Reinforcement Learning with RLlib in the Unity Game Engine

By Sven Mika
Unity 3D game world

One or two decades ago, the term “Game AI” was reserved for hard-scripted behaviors of the likes of PacMan’s opponents or some more or less sophisticated seek-, attack-, and hide algorithms, used by enemy- and other non-player characters. 

More powerful methods for creating the illusion of intelligent agents inside games - behavior trees and utility functions - came up next, but all of these still required a skilled AI programmer to write a plethora of relatively static, inflexible behavior code.

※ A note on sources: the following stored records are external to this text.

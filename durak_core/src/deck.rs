use itertools::iproduct;
use rand::seq::SliceRandom;
use strum::IntoEnumIterator;

use crate::card::{Card, Rank, Suit};

/// The full shuffled pack. Cards are dealt from the top (the end of the
/// vector); the card left at the bottom fixes the trump suit for the whole
/// game, even after the pack runs out.
pub struct Deck {
    cards: Vec<Card>,
    trump_suit: Suit,
}

impl Deck {
    pub fn new() -> Self {
        let mut cards: Vec<Card> = iproduct!(Suit::iter(), Rank::iter())
            .map(|(suit, rank)| Card { suit, rank })
            .collect();
        cards.shuffle(&mut rand::thread_rng());
        let trump_suit = cards[0].suit;
        Deck { cards, trump_suit }
    }

    /// Removes up to `count` cards from the top. Returns fewer once the pack
    /// is exhausted; callers check the returned length.
    pub fn deal(&mut self, count: usize) -> Vec<Card> {
        let take = count.min(self.cards.len());
        self.cards.split_off(self.cards.len() - take)
    }

    pub fn remaining(&self) -> usize {
        self.cards.len()
    }

    pub fn trump_suit(&self) -> Suit {
        self.trump_suit
    }
}

#[cfg(test)]
impl Deck {
    /// A pack in a known order with a fixed trump, for scripted games.
    pub fn rigged(cards: Vec<Card>, trump_suit: Suit) -> Self {
        Deck { cards, trump_suit }
    }
}

#[cfg(test)]
mod tests {
    use std::collections::HashSet;

    use crate::card::{Card, Rank, Suit};
    use crate::deck::Deck;

    #[test]
    fn fresh_deck_holds_36_distinct_cards() {
        let deck = Deck::new();
        assert_eq!(deck.remaining(), 36);
        let distinct: HashSet<Card> = deck.cards.iter().copied().collect();
        assert_eq!(distinct.len(), 36);
    }

    #[test]
    fn trump_comes_from_the_bottom_card() {
        for _ in 0..16 {
            let deck = Deck::new();
            assert_eq!(deck.trump_suit(), deck.cards[0].suit);
        }
    }

    #[test]
    fn deal_takes_from_the_top() {
        let cards = vec![
            Card { suit: Suit::Hearts, rank: Rank::Six },
            Card { suit: Suit::Hearts, rank: Rank::Seven },
            Card { suit: Suit::Hearts, rank: Rank::Eight },
        ];
        let mut deck = Deck::rigged(cards, Suit::Hearts);

        let dealt = deck.deal(2);
        assert_eq!(
            dealt,
            vec![
                Card { suit: Suit::Hearts, rank: Rank::Seven },
                Card { suit: Suit::Hearts, rank: Rank::Eight },
            ]
        );
        assert_eq!(deck.remaining(), 1);
    }

    #[test]
    fn deal_short_counts_once_exhausted() {
        let mut deck = Deck::new();
        assert_eq!(deck.deal(30).len(), 30);
        assert_eq!(deck.deal(10).len(), 6);
        assert_eq!(deck.remaining(), 0);
        assert!(deck.deal(6).is_empty());
    }

    #[test]
    fn trump_survives_exhaustion() {
        let mut deck = Deck::new();
        let trump = deck.trump_suit();
        deck.deal(36);
        assert_eq!(deck.trump_suit(), trump);
    }
}
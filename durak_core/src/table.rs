use std::iter::once;

use serde::{Deserialize, Serialize};

use crate::card::Card;
use crate::player::PlayerId;

/// A round never holds more than six attacks.
pub const MAX_TABLE_SLOTS: usize = 6;

/// One attack lying on the table, together with its cover once the defender
/// has beaten it. Slots keep the order the attacks were laid in.
#[derive(Debug, Clone, PartialEq, Serialize, Deserialize)]
#[serde(rename_all = "camelCase")]
pub struct TableSlot {
    pub attack_card: Card,
    pub attacker_id: PlayerId,
    pub defend_card: Option<Card>,
    pub defender_id: Option<PlayerId>,
}

impl TableSlot {
    pub fn open(attack_card: Card, attacker_id: PlayerId) -> Self {
        TableSlot {
            attack_card,
            attacker_id,
            defend_card: None,
            defender_id: None,
        }
    }

    pub fn is_defended(&self) -> bool {
        self.defend_card.is_some()
    }

    /// Every card sitting in this slot, attack first.
    pub fn cards(&self) -> impl Iterator<Item = Card> {
        once(self.attack_card).chain(self.defend_card)
    }
}
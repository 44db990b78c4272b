use std::collections::HashMap;

use durak_core::game_state::GameState;
use durak_core::player::PlayerId;
use durak_core::protocol::{ClientMessage, ServerMessage};
use log::{debug, info, warn};
use rand::Rng;
use renet::ClientId;
use tokio::sync::mpsc::{channel, Receiver, Sender};

pub const LOBBY_CODE_LEN: usize = 6;
/// Code alphabet without the look-alikes 0/O and 1/I.
pub const LOBBY_CODE_ALPHABET: &[u8] = b"ABCDEFGHJKLMNPQRSTUVWXYZ23456789";

const LOBBY_CAPACITY: usize = 2;
const CHANNEL_DEPTH: usize = 64;

/// A message on its way out to one connected client.
pub struct Outbound {
    pub client: ClientId,
    pub message: ServerMessage,
}

enum LobbyCommand {
    Join { client: ClientId, name: String },
    Act { client: ClientId, message: ClientMessage },
    Leave { client: ClientId },
}

struct LobbyHandle {
    commands: Sender<LobbyCommand>,
    members: Vec<ClientId>,
}

/// Owns every active lobby: allocates codes, routes intents to the task
/// holding that lobby's engine, and tears lobbies down once the last member
/// is gone. Lives on the transport loop; nothing else holds game state.
pub struct LobbyManager {
    lobbies: HashMap<String, LobbyHandle>,
    memberships: HashMap<ClientId, String>,
    outbound: Sender<Outbound>,
}

impl LobbyManager {
    pub fn new(outbound: Sender<Outbound>) -> Self {
        LobbyManager {
            lobbies: HashMap::new(),
            memberships: HashMap::new(),
            outbound,
        }
    }

    pub async fn handle(&mut self, client: ClientId, message: ClientMessage) {
        match message {
            ClientMessage::CreateLobby { name } => self.create_lobby(client, name).await,
            ClientMessage::JoinLobby { code, name } => self.join_lobby(client, code, name).await,
            ClientMessage::Leave => self.remove_client(client).await,
            act => self.forward(client, act).await,
        }
    }

    pub async fn disconnected(&mut self, client: ClientId) {
        self.remove_client(client).await;
    }

    async fn create_lobby(&mut self, client: ClientId, name: String) {
        let name = name.trim().to_string();
        if name.is_empty() {
            self.lobby_error(client, "a name is required").await;
            return;
        }
        if self.memberships.contains_key(&client) {
            self.lobby_error(client, "already in a lobby").await;
            return;
        }

        let code = self.free_code();
        let (commands, receiver) = channel(CHANNEL_DEPTH);
        tokio::spawn(run_lobby(code.clone(), receiver, self.outbound.clone()));

        self.send(client, ServerMessage::LobbyCreated { code: code.clone() })
            .await;
        let _ = commands.send(LobbyCommand::Join { client, name }).await;
        self.lobbies.insert(
            code.clone(),
            LobbyHandle {
                commands,
                members: vec![client],
            },
        );
        self.memberships.insert(client, code.clone());
        info!("lobby {code} created by client {client}");
    }

    async fn join_lobby(&mut self, client: ClientId, code: String, name: String) {
        let name = name.trim().to_string();
        let code = code.trim().to_uppercase();
        if name.is_empty() {
            self.lobby_error(client, "a name is required").await;
            return;
        }
        if self.memberships.contains_key(&client) {
            self.lobby_error(client, "already in a lobby").await;
            return;
        }
        let full = match self.lobbies.get(&code) {
            None => {
                self.lobby_error(client, "no lobby with that code").await;
                return;
            }
            Some(handle) => handle.members.len() >= LOBBY_CAPACITY,
        };
        if full {
            self.lobby_error(client, "that lobby is already full").await;
            return;
        }

        self.send(client, ServerMessage::LobbyJoined { code: code.clone() })
            .await;
        if let Some(handle) = self.lobbies.get_mut(&code) {
            handle.members.push(client);
            let _ = handle
                .commands
                .send(LobbyCommand::Join { client, name })
                .await;
        }
        self.memberships.insert(client, code.clone());
        info!("client {client} joined lobby {code}");
    }

    async fn forward(&mut self, client: ClientId, message: ClientMessage) {
        let Some(code) = self.memberships.get(&client) else {
            self.lobby_error(client, "not in a game").await;
            return;
        };
        if let Some(handle) = self.lobbies.get(code) {
            let _ = handle
                .commands
                .send(LobbyCommand::Act { client, message })
                .await;
        }
    }

    async fn remove_client(&mut self, client: ClientId) {
        let Some(code) = self.memberships.remove(&client) else {
            return;
        };
        let mut empty = false;
        if let Some(handle) = self.lobbies.get_mut(&code) {
            handle.members.retain(|c| *c != client);
            let _ = handle.commands.send(LobbyCommand::Leave { client }).await;
            empty = handle.members.is_empty();
        }
        if empty {
            self.lobbies.remove(&code);
            info!("lobby {code} closed");
        }
    }

    fn free_code(&self) -> String {
        loop {
            let code = generate_lobby_code();
            if !self.lobbies.contains_key(&code) {
                return code;
            }
        }
    }

    async fn send(&self, client: ClientId, message: ServerMessage) {
        let _ = self.outbound.send(Outbound { client, message }).await;
    }

    async fn lobby_error(&self, client: ClientId, message: &str) {
        warn!("client {client}: {message}");
        self.send(
            client,
            ServerMessage::LobbyError {
                message: message.to_string(),
            },
        )
        .await;
    }
}

pub fn generate_lobby_code() -> String {
    let mut rng = rand::thread_rng();
    (0..LOBBY_CODE_LEN)
        .map(|_| LOBBY_CODE_ALPHABET[rng.gen_range(0..LOBBY_CODE_ALPHABET.len())] as char)
        .collect()
}

/// One task per lobby: the single owner of that game's engine. Operations
/// arrive over the queue and are applied strictly in order, so no engine
/// ever sees concurrent moves; separate lobbies run in parallel.
async fn run_lobby(code: String, mut commands: Receiver<LobbyCommand>, outbound: Sender<Outbound>) {
    let mut game = GameState::new();
    let mut members: Vec<ClientId> = vec![];

    while let Some(command) = commands.recv().await {
        match command {
            LobbyCommand::Join { client, name } => match game.join(player_id(client), &name) {
                Ok(()) => {
                    members.push(client);
                    broadcast_state(&game, &members, &outbound).await;
                }
                Err(reason) => {
                    debug!("lobby {code}: join rejected for {client}: {reason}");
                    send(&outbound, client, ServerMessage::Rejected { reason }).await;
                }
            },
            LobbyCommand::Act { client, message } => {
                let id = player_id(client);
                let result = match message {
                    ClientMessage::Attack { card_index } => game.attack(id, card_index),
                    ClientMessage::Defend {
                        card_index,
                        target_slot_index,
                    } => game.defend(id, card_index, target_slot_index),
                    ClientMessage::PickUp => game.pick_up(id),
                    // lobby management never reaches the game task
                    _ => continue,
                };
                match result {
                    Ok(()) => {
                        broadcast_state(&game, &members, &outbound).await;
                        if game.is_finished() {
                            let winner = game.winner();
                            for member in &members {
                                send(&outbound, *member, ServerMessage::Finished { winner }).await;
                            }
                        }
                    }
                    Err(reason) => {
                        debug!("lobby {code}: move rejected for {client}: {reason}");
                        send(&outbound, client, ServerMessage::Rejected { reason }).await;
                    }
                }
            }
            LobbyCommand::Leave { client } => {
                let _ = game.leave(player_id(client));
                members.retain(|c| *c != client);
                if members.is_empty() {
                    break;
                }
                broadcast_state(&game, &members, &outbound).await;
                for member in &members {
                    send(&outbound, *member, ServerMessage::PlayerLeft).await;
                }
            }
        }
    }
    debug!("lobby {code} task done");
}

fn player_id(client: ClientId) -> PlayerId {
    client.raw()
}

async fn broadcast_state(game: &GameState, members: &[ClientId], outbound: &Sender<Outbound>) {
    for member in members {
        let view = game.project(player_id(*member));
        send(outbound, *member, ServerMessage::State(view)).await;
    }
}

async fn send(outbound: &Sender<Outbound>, client: ClientId, message: ServerMessage) {
    let _ = outbound.send(Outbound { client, message }).await;
}

#[cfg(test)]
mod tests {
    use durak_core::protocol::{ClientMessage, ServerMessage};
    use durak_core::rejection::Rejection;
    use renet::ClientId;
    use tokio::sync::mpsc::channel;

    use crate::lobby::{
        generate_lobby_code, run_lobby, LobbyCommand, LOBBY_CODE_ALPHABET, LOBBY_CODE_LEN,
    };

    #[test]
    fn codes_use_the_readable_alphabet() {
        for _ in 0..100 {
            let code = generate_lobby_code();
            assert_eq!(code.len(), LOBBY_CODE_LEN);
            assert!(code.bytes().all(|b| LOBBY_CODE_ALPHABET.contains(&b)));
        }
    }

    #[tokio::test]
    async fn lobby_task_drives_the_engine_and_broadcasts() {
        let (outbound_tx, mut outbound_rx) = channel(64);
        let (commands_tx, commands_rx) = channel(64);
        tokio::spawn(run_lobby("TEST42".to_string(), commands_rx, outbound_tx));

        let alice = ClientId::from_raw(1);
        let bob = ClientId::from_raw(2);

        commands_tx
            .send(LobbyCommand::Join {
                client: alice,
                name: "Alice".to_string(),
            })
            .await
            .unwrap();
        let first = outbound_rx.recv().await.unwrap();
        assert_eq!(first.client, alice);
        assert!(matches!(first.message, ServerMessage::State(_)));

        commands_tx
            .send(LobbyCommand::Join {
                client: bob,
                name: "Bob".to_string(),
            })
            .await
            .unwrap();
        for expected in [alice, bob] {
            let out = outbound_rx.recv().await.unwrap();
            assert_eq!(out.client, expected);
            match out.message {
                ServerMessage::State(view) => assert_eq!(view.current_turn, Some(1)),
                other => panic!("unexpected message {other:?}"),
            }
        }

        // the opening lead is always legal, then leading again is not
        commands_tx
            .send(LobbyCommand::Act {
                client: alice,
                message: ClientMessage::Attack { card_index: 0 },
            })
            .await
            .unwrap();
        for expected in [alice, bob] {
            let out = outbound_rx.recv().await.unwrap();
            assert_eq!(out.client, expected);
            match out.message {
                ServerMessage::State(view) => {
                    assert_eq!(view.table.len(), 1);
                    assert_eq!(view.current_turn, Some(2));
                }
                other => panic!("unexpected message {other:?}"),
            }
        }

        commands_tx
            .send(LobbyCommand::Act {
                client: alice,
                message: ClientMessage::Attack { card_index: 0 },
            })
            .await
            .unwrap();
        let rejected = outbound_rx.recv().await.unwrap();
        assert_eq!(rejected.client, alice);
        assert!(matches!(
            rejected.message,
            ServerMessage::Rejected {
                reason: Rejection::NotYourTurn
            }
        ));
    }
}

Deep reinforcement learning (deep RL) is an upcoming, not-so-academic-anymore technology, which allows any character in a game (or in any non-gaming, virtual world) to autonomously adopt useful behaviors, simply via a learning-by-doing approach.

In this blog post, we will train different agents inside the Unity3D game engine, thereby observing that their initial clumsy behaviors become more and more sophisticated and clever over time. We will use Ray RLlib, a popular open-source reinforcement learning library, in connection with Unity’s ML-Agents Toolkit, to cover the heavy-lifting parts for us.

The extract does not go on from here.